──────── AVAILABLE DATA

//! Signal pin configuration
//!
//! The signal pin is shared by all channels. Its direction decides whether
//! the driver reads or writes through the chip, its kind whether values go
//! through the analog converter or plain GPIO.

use embassy_time::Duration;

use crate::debounce::Debouncer;
use crate::hal::{AnalogInput, Direction, PinBank};

#[derive(Debug, Clone, Copy, PartialEq, Eq)]
pub enum SignalDirection {
    Input,
    InputPullUp,
    Output,
}

impl SignalDirection {
    pub fn is_input(self) -> bool {
        matches!(self, SignalDirection::Input | SignalDirection::InputPullUp)
    }
}

#[derive(Debug, Clone, Copy, PartialEq, Eq)]
pub enum SignalKind {
    Analog,
    Digital,
}

/// How the signal pin is wired and interpreted.
#[derive(Debug, Clone, Copy, PartialEq, Eq)]
pub struct SignalConfig {
    /// GPIO number of the signal pin
    pub pin: u8,
    pub direction: SignalDirection,
    pub kind: SignalKind,
    /// How long a digital input level must hold before it counts
    pub debounce_interval: Duration,
}

impl SignalConfig {
    pub const DEFAULT_DEBOUNCE: Duration = Duration::from_millis(20);

    pub fn new(pin: u8, direction: SignalDirection, kind: SignalKind) -> Self {
        Self {
            pin,
            direction,
            kind,
            debounce_interval: Self::DEFAULT_DEBOUNCE,
        }
    }

    /// Buttons or switches driving the signal pin, no pull.
    pub fn digital_input(pin: u8) -> Self {
        Self::new(pin, SignalDirection::Input, SignalKind::Digital)
    }

    /// Buttons pulling the signal pin to ground.
    pub fn digital_input_pull_up(pin: u8) -> Self {
        Self::new(pin, SignalDirection::InputPullUp, SignalKind::Digital)
    }

    pub fn digital_output(pin: u8) -> Self {
        Self::new(pin, SignalDirection::Output, SignalKind::Digital)
    }

    /// Potentiometers or sensors sampled by the converter.
    pub fn analog_input(pin: u8) -> Self {
        Self::new(pin, SignalDirection::Input, SignalKind::Analog)
    }

    pub fn with_debounce(mut self, interval: Duration) -> Self {
        self.debounce_interval = interval;
        self
    }
}

/// Kind specific state of a configured signal pin.
#[derive(Debug, Clone)]
pub(crate) enum SignalMode {
    /// `adc_channel` is `None` when the pin has no converter channel.
    Analog { adc_channel: Option<u8> },
    /// `debounce` only exists while the pin is an input.
    Digital { debounce: Option<Debouncer> },
}

/// A configured signal pin.
#[derive(Debug, Clone)]
pub(crate) struct SignalLine {
    pub(crate) config: SignalConfig,
    pub(crate) mode: SignalMode,
}

impl SignalLine {
    /// Put the pin into the requested direction and derive the kind state.
    pub(crate) fn configure<P: PinBank, A: AnalogInput>(
        pins: &mut P,
        adc: &A,
        config: SignalConfig,
    ) -> Self {
        let pin = config.pin;
        pins.init(pin);

        match config.direction {
            SignalDirection::Input => {
                // Drive low first so no pull-up is left enabled
                pins.set_level(pin, false);
                pins.set_direction(pin, Direction::Input);
            }
            SignalDirection::InputPullUp => {
                pins.set_direction(pin, Direction::Input);
                pins.enable_pull_up(pin);
            }
            SignalDirection::Output => pins.set_direction(pin, Direction::Output),
        }

        let initial = config.direction.is_input().then(|| pins.level(pin));

        let mode = match config.kind {
            SignalKind::Analog => {
                let adc_channel = adc.channel_for_pin(pin);
                if adc_channel.is_none() {
                    log::debug!("gpio{} has no converter channel, analog reads disabled", pin);
                }
                SignalMode::Analog { adc_channel }
            }
            SignalKind::Digital => SignalMode::Digital {
                debounce: initial.map(|level| Debouncer::new(level, config.debounce_interval)),
            },
        };

        log::debug!(
            "mux signal gpio{} configured as {:?} {:?}",
            pin,
            config.kind,
            config.direction
        );

        Self { config, mode }
    }

    pub(crate) fn debouncer(&self) -> Option<&Debouncer> {
        match &self.mode {
            SignalMode::Digital { debounce } => debounce.as_ref(),
            SignalMode::Analog { .. } => None,
        }
    }
}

────────────────

_PROBLEM_
Collect the lines of the records that include the string "SignalLine".

_SOLVED EXERCISE_
pub(crate) struct SignalLine {
impl SignalLine {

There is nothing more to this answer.